▸ Work to complete
If a line in the entries below includes "struct", show that line.

▸ Input data
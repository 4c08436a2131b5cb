//! Authoritative session state for a parliamentary floor.
//!
//! Components, leaves first:
//!
//! ```text
//! FloorState
//! ├── Registry          participants, roles, presence, fines
//! ├── seat              seat status transition table
//! ├── BusinessQueue     speaker requests, objections, discussions
//! ├── Ledger            proposals, votes, tallies
//! └── SessionLifecycle  ACTIVE / ON_BREAK / ENDED
//! ```
//!
//! All mutation goes through [`FloorState::execute`], which runs the
//! [`policy::authorize`] gate before touching any component.

pub mod command;
pub mod events;
pub mod ledger;
pub mod lifecycle;
pub mod policy;
pub mod queue;
pub mod registry;
pub mod rules;
pub mod seat;
pub mod state;

pub use command::Command;
pub use events::{EventEnvelope, FloorEvent, ProposalView, QueueChange, Snapshot};
pub use ledger::{
    Association, AssociationKind, Proposal, ProposalCategory, ProposalPatch, ProposalSpec,
    VoteChoice,
};
pub use lifecycle::SessionMode;
pub use queue::{QueueItem, QueueItemKind, QueueItemStatus, QueueSubject};
pub use registry::{AttributePatch, FineRecord, Participant, Role};
pub use rules::{RequirementDefaults, Tally, VoteRequirement};
pub use seat::SeatStatus;
pub use state::{FloorSettings, FloorState};
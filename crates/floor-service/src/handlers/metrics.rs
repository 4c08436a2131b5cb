//! Prometheus scrape endpoint.

use axum::{extract::State, response::IntoResponse};
use metrics_exporter_prometheus::PrometheusHandle;

/// Handler for GET /metrics
///
/// Unauthenticated; intended for the in-cluster scraper only.
pub async fn metrics_handler(State(handle): State<PrometheusHandle>) -> impl IntoResponse {
    handle.render()
}
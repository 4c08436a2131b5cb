//! Roster fixtures.

use crate::client::FloorClient;
use crate::server_harness::TestFloorServer;
use serde_json::{json, Value};

/// Register each identity and seat it, returning one client per member.
///
/// The president is seated as well so president-side votes and presence
/// checks behave as in a live session.
pub async fn seat_members(
    server: &TestFloorServer,
    identities: &[&str],
) -> Result<Vec<FloorClient>, anyhow::Error> {
    server
        .president()
        .post("/api/v1/seat/join", None)
        .await?
        .assert_status(200);

    let mut clients = Vec::with_capacity(identities.len());
    for identity in identities {
        let client = server.client(identity);
        client
            .post("/api/v1/register", None)
            .await?
            .assert_status(201);
        client
            .post("/api/v1/seat/join", None)
            .await?
            .assert_status(200);
        clients.push(client);
    }
    Ok(clients)
}

/// Create a proposal as president and return its id.
pub async fn create_proposal(
    president: &FloorClient,
    spec: Value,
) -> Result<u64, anyhow::Error> {
    let response = president.post("/api/v1/proposals", Some(spec)).await?;
    response.assert_status(201);
    response.body["events"]
        .as_array()
        .and_then(|events| {
            events
                .iter()
                .find(|e| e["event"]["type"] == "proposalUpdate")
        })
        .and_then(|e| e["event"]["proposal"]["id"].as_u64())
        .ok_or_else(|| anyhow::anyhow!("no proposalUpdate in {}", response.body))
}

/// Minimal proposal body.
pub fn proposal_spec(title: &str, category: &str) -> Value {
    json!({ "title": title, "category": category })
}
//! HTTP routes for the floor service.
//!
//! Defines the Axum router and application state.

use crate::actors::FloorActorHandle;
use crate::broadcast::BroadcastCoordinator;
use crate::config::Config;
use crate::errors::FloorError;
use crate::handlers;
use crate::middleware::{http_metrics_middleware, require_identity, IdentityState};
use crate::observability::{health_router, HealthState};
use axum::{
    middleware,
    routing::{get, post},
    Router,
};
use metrics_exporter_prometheus::PrometheusHandle;
use std::sync::Arc;
use tower_http::{timeout::TimeoutLayer, trace::TraceLayer};

/// Application state shared across all handlers.
#[derive(Clone)]
pub struct AppState {
    /// Handle to the actor owning the floor state.
    pub floor: FloorActorHandle,

    /// Event fan-out and resync snapshot.
    pub broadcast: Arc<BroadcastCoordinator>,

    /// Service configuration.
    pub config: Config,
}

/// Build the application routes.
///
/// Creates an Axum router with:
/// - `/health`, `/ready` - Probes (public, unversioned)
/// - `/metrics` - Prometheus scrape endpoint (public, unversioned)
/// - `/api/v1/...` - Floor commands, queries and the event stream, all
///   requiring an authenticated participant
/// - TraceLayer for request logging
/// - HTTP metrics middleware
/// - Configurable request timeout
///
/// The event stream is long-lived, so it sits outside the timeout layer.
pub fn build_routes(
    state: Arc<AppState>,
    metrics_handle: PrometheusHandle,
    health: Arc<HealthState>,
) -> Result<Router, FloorError> {
    let identity_state = Arc::new(IdentityState::new(&state.config.identity_header)?);
    let request_timeout = state.config.request_timeout;

    let metrics_routes = Router::new()
        .route("/metrics", get(handlers::metrics_handler))
        .with_state(metrics_handle);

    let protected_routes = Router::new()
        .route("/api/v1/register", post(handlers::register))
        // Seat
        .route("/api/v1/seat/join", post(handlers::join_seat))
        .route("/api/v1/seat/leave", post(handlers::leave_seat))
        .route("/api/v1/seat/status", post(handlers::set_seat_status))
        .route("/api/v1/seat/request-speak", post(handlers::request_speak))
        .route("/api/v1/seat/object", post(handlers::object_floor))
        // Business queue
        .route(
            "/api/v1/queue/active/complete",
            post(handlers::complete_active_queue_item),
        )
        .route(
            "/api/v1/queue/:id/activate",
            post(handlers::activate_queue_item),
        )
        .route(
            "/api/v1/queue/:id/complete",
            post(handlers::complete_queue_item),
        )
        // Proposals and voting
        .route("/api/v1/proposals", post(handlers::create_proposal))
        .route(
            "/api/v1/proposals/:id",
            axum::routing::put(handlers::update_proposal).delete(handlers::remove_proposal),
        )
        .route("/api/v1/proposals/:id/votes", post(handlers::cast_vote))
        .route("/api/v1/proposals/:id/stupid", post(handlers::set_stupid))
        .route("/api/v1/voting/end", post(handlers::end_voting))
        // Roster
        .route(
            "/api/v1/participants/:id",
            axum::routing::patch(handlers::update_attributes),
        )
        .route(
            "/api/v1/participants/:id/fines",
            post(handlers::impose_fine),
        )
        // Session lifecycle
        .route("/api/v1/break", post(handlers::call_break))
        .route("/api/v1/break/end", post(handlers::end_break))
        .route("/api/v1/session/end", post(handlers::end_session))
        // Queries
        .route("/api/v1/snapshot", get(handlers::get_snapshot))
        .route("/api/v1/fines", get(handlers::get_fines))
        .layer(TimeoutLayer::new(request_timeout))
        .route("/api/v1/events", get(handlers::event_stream))
        .route_layer(middleware::from_fn_with_state(
            identity_state,
            require_identity,
        ))
        .with_state(state);

    // Layer order (bottom-to-top execution):
    // 1. TraceLayer - Log request details
    // 2. http_metrics_middleware - Record ALL responses (outermost)
    Ok(health_router(health)
        .merge(metrics_routes)
        .merge(protected_routes)
        .layer(TraceLayer::new_for_http())
        .layer(middleware::from_fn(http_metrics_middleware)))
}
//! Outbound change events and the resync snapshot.

use common::types::{ParticipantId, ProposalId};
use serde::{Deserialize, Serialize};

use super::ledger::{Proposal, ProposalCategory};
use super::lifecycle::SessionMode;
use super::queue::QueueItem;
use super::registry::Participant;
use super::rules::Tally;
use super::seat::SeatStatus;

/// How a queue item changed.
#[derive(Debug, Clone, Copy, PartialEq, Eq, Serialize, Deserialize)]
#[serde(rename_all = "lowercase")]
pub enum QueueChange {
    Enqueued,
    Activated,
    Completed,
    /// Left the queue without being completed.
    Withdrawn,
}

/// A proposal together with its current tally.
#[derive(Debug, Clone, PartialEq, Eq, Serialize, Deserialize)]
pub struct ProposalView {
    #[serde(flatten)]
    pub proposal: Proposal,
    pub tally: Option<Tally>,
}

#[derive(Debug, Clone, PartialEq, Eq, Serialize, Deserialize)]
#[serde(tag = "type", rename_all = "camelCase")]
pub enum FloorEvent {
    /// Registration, presence or attribute change.
    ParticipantUpdate {
        participant: Participant,
    },
    SeatUpdate {
        participant_id: ParticipantId,
        old_status: SeatStatus,
        new_status: SeatStatus,
    },
    QueueUpdate {
        item: QueueItem,
        change: QueueChange,
    },
    ProposalUpdate {
        proposal: ProposalView,
    },
    ProposalsClosed {
        category: ProposalCategory,
        proposals: Vec<ProposalView>,
    },
    ProposalDelete {
        proposal_id: ProposalId,
    },
    FineImposed {
        participant_id: ParticipantId,
        amount: u64,
        reason: String,
        total: u64,
    },
    Break,
    EndBreak,
    EndSession,
}

impl FloorEvent {
    /// Wire name, also used as the SSE event name.
    #[must_use]
    pub fn name(&self) -> &'static str {
        match self {
            FloorEvent::ParticipantUpdate { .. } => "participantUpdate",
            FloorEvent::SeatUpdate { .. } => "seatUpdate",
            FloorEvent::QueueUpdate { .. } => "queueUpdate",
            FloorEvent::ProposalUpdate { .. } => "proposalUpdate",
            FloorEvent::ProposalsClosed { .. } => "proposalsClosed",
            FloorEvent::ProposalDelete { .. } => "proposalDelete",
            FloorEvent::FineImposed { .. } => "fineImposed",
            FloorEvent::Break => "break",
            FloorEvent::EndBreak => "endBreak",
            FloorEvent::EndSession => "endSession",
        }
    }
}

/// A committed event with its position in the floor's history.
#[derive(Debug, Clone, PartialEq, Eq, Serialize, Deserialize)]
pub struct EventEnvelope {
    pub sequence: u64,
    pub event: FloorEvent,
}

/// Full authoritative state, as returned by resync.
#[derive(Debug, Clone, PartialEq, Eq, Serialize, Deserialize, Default)]
pub struct Snapshot {
    /// Sequence of the last event reflected in this snapshot.
    pub sequence: u64,
    pub session_mode: SessionMode,
    pub participants: Vec<Participant>,
    pub queue: Vec<QueueItem>,
    pub proposals: Vec<ProposalView>,
}
//! HTTP client acting as a single participant.

use floor_service::floor::{EventEnvelope, FineRecord, Snapshot};
use reqwest::Method;
use serde_json::Value;

/// Status and JSON body of one response.
#[derive(Debug, Clone)]
pub struct ApiResponse {
    pub status: u16,
    pub body: Value,
}

impl ApiResponse {
    /// The `error.code` field, if the response is an error.
    pub fn error_code(&self) -> Option<&str> {
        self.body["error"]["code"].as_str()
    }

    /// Committed events of a successful command.
    pub fn events(&self) -> Vec<EventEnvelope> {
        serde_json::from_value(self.body["events"].clone())
            .expect("response should carry an events array")
    }

    /// Wire names of the committed events, in order.
    pub fn event_types(&self) -> Vec<String> {
        self.body["events"]
            .as_array()
            .map(|events| {
                events
                    .iter()
                    .filter_map(|e| e["event"]["type"].as_str().map(str::to_string))
                    .collect()
            })
            .unwrap_or_default()
    }

    /// Panic unless the status matches, printing the body on failure.
    #[track_caller]
    pub fn assert_status(&self, expected: u16) -> &Self {
        assert_eq!(
            self.status, expected,
            "unexpected status, body: {}",
            self.body
        );
        self
    }

    /// Panic unless this is an error with the given code.
    #[track_caller]
    pub fn assert_error(&self, status: u16, code: &str) {
        self.assert_status(status);
        assert_eq!(self.error_code(), Some(code), "body: {}", self.body);
    }
}

/// Client sending every request with one participant's identity header.
#[derive(Debug, Clone)]
pub struct FloorClient {
    http: reqwest::Client,
    base_url: String,
    header: String,
    identity: Option<String>,
}

impl FloorClient {
    pub fn new(base_url: String, header: &str, identity: Option<&str>) -> Self {
        Self {
            http: reqwest::Client::new(),
            base_url,
            header: header.to_string(),
            identity: identity.map(str::to_string),
        }
    }

    pub fn identity(&self) -> Option<&str> {
        self.identity.as_deref()
    }

    /// Build a request with the identity header attached.
    pub fn request(&self, method: Method, path: &str) -> reqwest::RequestBuilder {
        let builder = self.http.request(method, format!("{}{}", self.base_url, path));
        match &self.identity {
            Some(identity) => builder.header(self.header.as_str(), identity.as_str()),
            None => builder,
        }
    }

    pub async fn send(
        &self,
        method: Method,
        path: &str,
        body: Option<Value>,
    ) -> Result<ApiResponse, anyhow::Error> {
        let mut builder = self.request(method, path);
        if let Some(body) = body {
            builder = builder.json(&body);
        }
        let response = builder.send().await?;
        let status = response.status().as_u16();
        let bytes = response.bytes().await?;
        let body = if bytes.is_empty() {
            Value::Null
        } else {
            serde_json::from_slice(&bytes).unwrap_or(Value::Null)
        };
        Ok(ApiResponse { status, body })
    }

    pub async fn get(&self, path: &str) -> Result<ApiResponse, anyhow::Error> {
        self.send(Method::GET, path, None).await
    }

    pub async fn post(&self, path: &str, body: Option<Value>) -> Result<ApiResponse, anyhow::Error> {
        self.send(Method::POST, path, body).await
    }

    pub async fn put(&self, path: &str, body: Value) -> Result<ApiResponse, anyhow::Error> {
        self.send(Method::PUT, path, Some(body)).await
    }

    pub async fn patch(&self, path: &str, body: Value) -> Result<ApiResponse, anyhow::Error> {
        self.send(Method::PATCH, path, Some(body)).await
    }

    pub async fn delete(&self, path: &str) -> Result<ApiResponse, anyhow::Error> {
        self.send(Method::DELETE, path, None).await
    }

    /// Typed resync snapshot.
    pub async fn snapshot(&self) -> Result<Snapshot, anyhow::Error> {
        let response = self.get("/api/v1/snapshot").await?;
        response.assert_status(200);
        Ok(serde_json::from_value(response.body)?)
    }

    /// Typed fine book.
    pub async fn fines(&self) -> Result<Vec<FineRecord>, anyhow::Error> {
        let response = self.get("/api/v1/fines").await?;
        response.assert_status(200);
        Ok(serde_json::from_value(response.body["fines"].clone())?)
    }
}
//! Middleware for the floor service.

pub mod auth;
pub mod http_metrics;

pub use auth::{require_identity, IdentityState};
pub use http_metrics::http_metrics_middleware;
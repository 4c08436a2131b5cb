//! Common utilities and types shared across floor components.

#![warn(clippy::pedantic)]

/// Module for common data types
pub mod types;

/// Module for common configuration
pub mod config;
//! Identity middleware for floor routes.
//!
//! Credentials are checked upstream. The auth collaborator forwards the
//! authenticated participant id in a configured header; this middleware
//! only reads it and places a [`ParticipantId`] into request extensions for
//! downstream handlers.

use crate::errors::FloorError;
use axum::{
    extract::{Request, State},
    http::HeaderName,
    middleware::Next,
    response::IntoResponse,
};
use common::types::ParticipantId;
use std::sync::Arc;
use tracing::instrument;

/// State for the identity middleware.
#[derive(Debug, Clone)]
pub struct IdentityState {
    /// Header carrying the authenticated participant id.
    pub header: HeaderName,
}

impl IdentityState {
    pub fn new(header: &str) -> Result<Self, FloorError> {
        let header = HeaderName::from_bytes(header.as_bytes()).map_err(|e| {
            FloorError::Internal(format!("invalid identity header name: {e}"))
        })?;
        Ok(Self { header })
    }
}

fn extract_identity(req: &Request, header: &HeaderName) -> Result<ParticipantId, FloorError> {
    let value = req
        .headers()
        .get(header)
        .and_then(|h| h.to_str().ok())
        .map(str::trim)
        .filter(|v| !v.is_empty())
        .ok_or_else(|| {
            tracing::debug!(target: "floor.middleware.auth", header = %header, "Missing identity header");
            FloorError::Unauthenticated
        })?;

    Ok(ParticipantId::from(value))
}

/// Require an authenticated participant on every protected route.
///
/// # Response
///
/// - Returns 401 Unauthorized if the identity header is missing or empty
/// - Continues to next handler with `ParticipantId` in extensions otherwise
#[instrument(skip_all, name = "floor.middleware.auth")]
pub async fn require_identity(
    State(state): State<Arc<IdentityState>>,
    mut req: Request,
    next: Next,
) -> Result<impl IntoResponse, FloorError> {
    let participant = extract_identity(&req, &state.header)?;

    req.extensions_mut().insert(participant);

    Ok(next.run(req).await)
}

▸ Written solution
pub struct AppState {
pub struct ProposalView {
pub struct EventEnvelope {
pub struct Snapshot {
pub struct ApiResponse {
pub struct FloorClient {
pub struct IdentityState {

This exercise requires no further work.